Much wool has passed through my fingers, over and under my hook, and most has been unravelled. The beret I had to leave unfinished in February for lack of yarn was finally completed, admired by one of my visitors and promptly given to her since she looked so much better in it than I did. My mother also has been crowned with a lacy grey mob cap, totally weird but it actually looks quite fetching on a bad hair day.
My daughter found me some interesting projects online, and kindly ordered me some beautiful wool in various colours from Drops, which arrived in a very useful drawstring bag that allows me to keep everything together, neat and tidy, tucked away out of sight behind my armchair.
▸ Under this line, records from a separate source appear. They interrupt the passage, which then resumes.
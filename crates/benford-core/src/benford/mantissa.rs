use serde::{Deserialize, Serialize};

use crate::error::{AnalysisStage, BenfordError};
use crate::AnalysisResult;

/// Moments of a uniform distribution on [0, 1), the mantissa law under Benford.
pub const UNIFORM_MEAN: f64 = 0.5;
pub const UNIFORM_VARIANCE: f64 = 1.0 / 12.0;
pub const UNIFORM_SKEWNESS: f64 = 0.0;
pub const UNIFORM_EXCESS_KURTOSIS: f64 = -1.2;

#[derive(Debug, Clone, Copy, PartialEq, Eq, Serialize, Deserialize)]
#[serde(rename_all = "snake_case")]
pub enum MantissaStatistic {
    Mean,
    Variance,
    Skewness,
    ExcessKurtosis,
}

/// One row of the mantissa table.
#[derive(Debug, Clone, Copy, PartialEq, Serialize, Deserialize)]
pub struct MantissaMoment {
    pub statistic: MantissaStatistic,
    pub value: f64,
    pub benford_expected: f64,
}

/// Sample moments of a mantissa vector.
#[derive(Debug, Clone, Copy, PartialEq, Serialize, Deserialize)]
pub struct MantissaSummary {
    pub mean: f64,
    /// Sample variance, `n - 1` denominator.
    pub variance: f64,
    pub skewness: f64,
    pub excess_kurtosis: f64,
}

impl MantissaSummary {
    pub fn table(&self) -> Vec<MantissaMoment> {
        vec![
            MantissaMoment {
                statistic: MantissaStatistic::Mean,
                value: self.mean,
                benford_expected: UNIFORM_MEAN,
            },
            MantissaMoment {
                statistic: MantissaStatistic::Variance,
                value: self.variance,
                benford_expected: UNIFORM_VARIANCE,
            },
            MantissaMoment {
                statistic: MantissaStatistic::Skewness,
                value: self.skewness,
                benford_expected: UNIFORM_SKEWNESS,
            },
            MantissaMoment {
                statistic: MantissaStatistic::ExcessKurtosis,
                value: self.excess_kurtosis,
                benford_expected: UNIFORM_EXCESS_KURTOSIS,
            },
        ]
    }
}

pub fn mantissa_summary(mantissas: &[f64]) -> AnalysisResult<MantissaSummary> {
    if mantissas.is_empty() {
        return Err(BenfordError::InsufficientData {
            stage: AnalysisStage::Mantissa,
            reason: "At least one mantissa is required.".into(),
        });
    }
    let n = mantissas.len() as f64;
    let mean = mantissas.iter().sum::<f64>() / n;

    let central = |p: i32| mantissas.iter().map(|m| (m - mean).powi(p)).sum::<f64>() / n;
    let m2 = central(2);
    let m3 = central(3);
    let m4 = central(4);

    let variance = if mantissas.len() > 1 {
        m2 * n / (n - 1.0)
    } else {
        0.0
    };

    // Skewness and excess kurtosis (population)
    let (skewness, excess_kurtosis) = if m2 > f64::EPSILON * f64::EPSILON {
        (m3 / m2.powf(1.5), m4 / (m2 * m2) - 3.0)
    } else {
        (0.0, 0.0)
    };

    Ok(MantissaSummary {
        mean,
        variance,
        skewness,
        excess_kurtosis,
    })
}

#[cfg(test)]
mod tests {
    use super::*;

    #[test]
    fn test_evenly_spaced_mantissas() {
        let m: Vec<f64> = (0..10_000).map(|i| (i as f64 + 0.5) / 10_000.0).collect();
        let s = mantissa_summary(&m).unwrap();
        assert!((s.mean - UNIFORM_MEAN).abs() < 1e-9);
        assert!((s.variance - UNIFORM_VARIANCE).abs() < 1e-4);
        assert!(s.skewness.abs() < 1e-6);
        assert!((s.excess_kurtosis - UNIFORM_EXCESS_KURTOSIS).abs() < 1e-3);
    }

    #[test]
    fn test_constant_mantissa() {
        let s = mantissa_summary(&[0.25, 0.25, 0.25]).unwrap();
        assert_eq!(s.mean, 0.25);
        assert_eq!(s.variance, 0.0);
        assert_eq!(s.skewness, 0.0);
        assert_eq!(s.excess_kurtosis, 0.0);
    }

    #[test]
    fn test_sample_variance_denominator() {
        let s = mantissa_summary(&[0.1, 0.3]).unwrap();
        assert!((s.variance - 0.02).abs() < 1e-12);
    }

    #[test]
    fn test_table_order() {
        let s = mantissa_summary(&[0.1, 0.5, 0.9]).unwrap();
        let table = s.table();
        assert_eq!(table.len(), 4);
        assert_eq!(table[0].statistic, MantissaStatistic::Mean);
        assert_eq!(table[3].benford_expected, UNIFORM_EXCESS_KURTOSIS);
    }

    #[test]
    fn test_empty() {
        assert!(mantissa_summary(&[]).is_err());
    }
}
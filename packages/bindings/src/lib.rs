use napi::Result as NapiResult;
use napi_derive::napi;
use serde::Deserialize;

use benford_core::benford::{self, BenfordInput, RankingCriterion};

/// Convert any Display error into a napi::Error.
fn to_napi_error(e: impl std::fmt::Display) -> napi::Error {
    napi::Error::from_reason(e.to_string())
}

// ---------------------------------------------------------------------------
// Analysis
// ---------------------------------------------------------------------------

#[napi]
pub fn analyze_benford(input_json: String) -> NapiResult<String> {
    let input: BenfordInput = serde_json::from_str(&input_json).map_err(to_napi_error)?;
    let output = benford::analyze_benford_with_metadata(&input).map_err(to_napi_error)?;
    serde_json::to_string(&output).map_err(to_napi_error)
}

/// Analysis input plus the screening parameters of one query.
#[derive(Deserialize)]
struct ScreeningRequest {
    #[serde(flatten)]
    input: BenfordInput,
    #[serde(default)]
    by: RankingCriterion,
    #[serde(default = "default_top")]
    top: usize,
}

fn default_top() -> usize {
    2
}

#[napi]
pub fn suspects_table(input_json: String) -> NapiResult<String> {
    let request: ScreeningRequest = serde_json::from_str(&input_json).map_err(to_napi_error)?;
    let result = benford::analyze_benford(&request.input).map_err(to_napi_error)?;
    serde_json::to_string(&result.suspects_table(request.by, request.top)).map_err(to_napi_error)
}

#[napi]
pub fn duplicates_table(input_json: String) -> NapiResult<String> {
    let request: ScreeningRequest = serde_json::from_str(&input_json).map_err(to_napi_error)?;
    let result = benford::analyze_benford(&request.input).map_err(to_napi_error)?;
    serde_json::to_string(&result.duplicates_table(request.top)).map_err(to_napi_error)
}

// ---------------------------------------------------------------------------
// Theoretical probabilities
// ---------------------------------------------------------------------------

#[napi]
pub fn benford_distribution(number_of_digits: u32) -> NapiResult<String> {
    let table =
        benford::distribution::benford_distribution(number_of_digits).map_err(to_napi_error)?;
    serde_json::to_string(&table).map_err(to_napi_error)
}

#[napi]
pub fn p_these_digits(digits: i64) -> NapiResult<f64> {
    u64::try_from(digits)
        .ok()
        .and_then(benford::digits::p_these_digits)
        .ok_or_else(|| to_napi_error(format!("{digits} is not a leading-digit sequence")))
}

#[napi]
pub fn p_this_digit_at_n(digit: u32, position: u32) -> NapiResult<f64> {
    benford::digits::p_this_digit_at_n(digit, position)
        .ok_or_else(|| to_napi_error(format!("digit {digit} cannot appear at position {position}")))
}
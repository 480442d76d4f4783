use serde::de::DeserializeOwned;
use std::fs;
use std::path::{Path, PathBuf};

/// Read a JSON or YAML file (chosen by extension) into a typed struct.
pub fn read_structured<T: DeserializeOwned>(path: &str) -> Result<T, Box<dyn std::error::Error>> {
    let canonical = resolve_path(path)?;
    let contents = fs::read_to_string(&canonical)
        .map_err(|e| format!("Failed to read '{}': {}", canonical.display(), e))?;
    let is_yaml = canonical
        .extension()
        .and_then(|ext| ext.to_str())
        .is_some_and(|ext| ext.eq_ignore_ascii_case("yaml") || ext.eq_ignore_ascii_case("yml"));
    let value: T = if is_yaml {
        serde_yaml::from_str(&contents)
            .map_err(|e| format!("Failed to parse '{}': {}", canonical.display(), e))?
    } else {
        serde_json::from_str(&contents)
            .map_err(|e| format!("Failed to parse '{}': {}", canonical.display(), e))?
    };
    Ok(value)
}

/// Resolve and validate the path, preventing directory traversal.
pub fn resolve_path(path: &str) -> Result<PathBuf, Box<dyn std::error::Error>> {
    let p = Path::new(path);
    let canonical = if p.is_absolute() {
        p.to_path_buf()
    } else {
        std::env::current_dir()?.join(p)
    };

    // Basic existence check
    if !canonical.exists() {
        return Err(format!("File not found: {}", canonical.display()).into());
    }

    if !canonical.is_file() {
        return Err(format!("Not a file: {}", canonical.display()).into());
    }

    Ok(canonical)
}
A couple of tea cosies were made and unmade, and the wool recycled into granny squares as it was beginning to look rather fatigued. From YouTube, I discovered how to do cables, and have produced a blue rectangle that may at some stage become a bag: we’ll see. At present, I’m less interested in the finished item than in the physical and mental activity of crocheting, learning new tricks, and trying out ideas, hence the number of incarnations one skein of yarn can go through, like a kind of woolly karma. I’m also learning to follow patterns, which is a tough discipline for me, forcing me to keep the right number of stitches and not lose or gain any en route.
So what has escaped the unravelling urge? This attractive double-layered braided cowl popped up as a free pattern together with a YouTube tutorial, without which I’d have been lost. http://www.myhobbyiscrochet.com/2016/01/double-layered-braided-cowl-free.html
I ran out of wool at the end of the first (yellow) one and
had to improvise the fastenings, so felt impelled to make a second attempt using two different colours and following the pattern correctly.
Mom thought that the Sherlock chair would be enhanced by a bright coloured cushion, prompting this, made from a combination of emerald green and a yellow labelled Sauterne – please don’t ever serve me wine this colour!
Bright is the operative word; as my mother has macular degeneration, this is the one cushion she can see among all the pale neutral shades, and it is soft, warm and squishy, so serves its purpose well.
Having figured out how to make chevrons, I invented a pattern of my own and was quite pleased with this, though I was at a loss what to use it for.
I’ve added an edging with buttonholes and a couple of buttons, and may start a trend for crocheted collars next autumn. It’s certainly nice and cosy, and if I ever regain my teenage figure, it may even serve as a wide belt.
So, my dear knit-and-natter friends, that’s my update.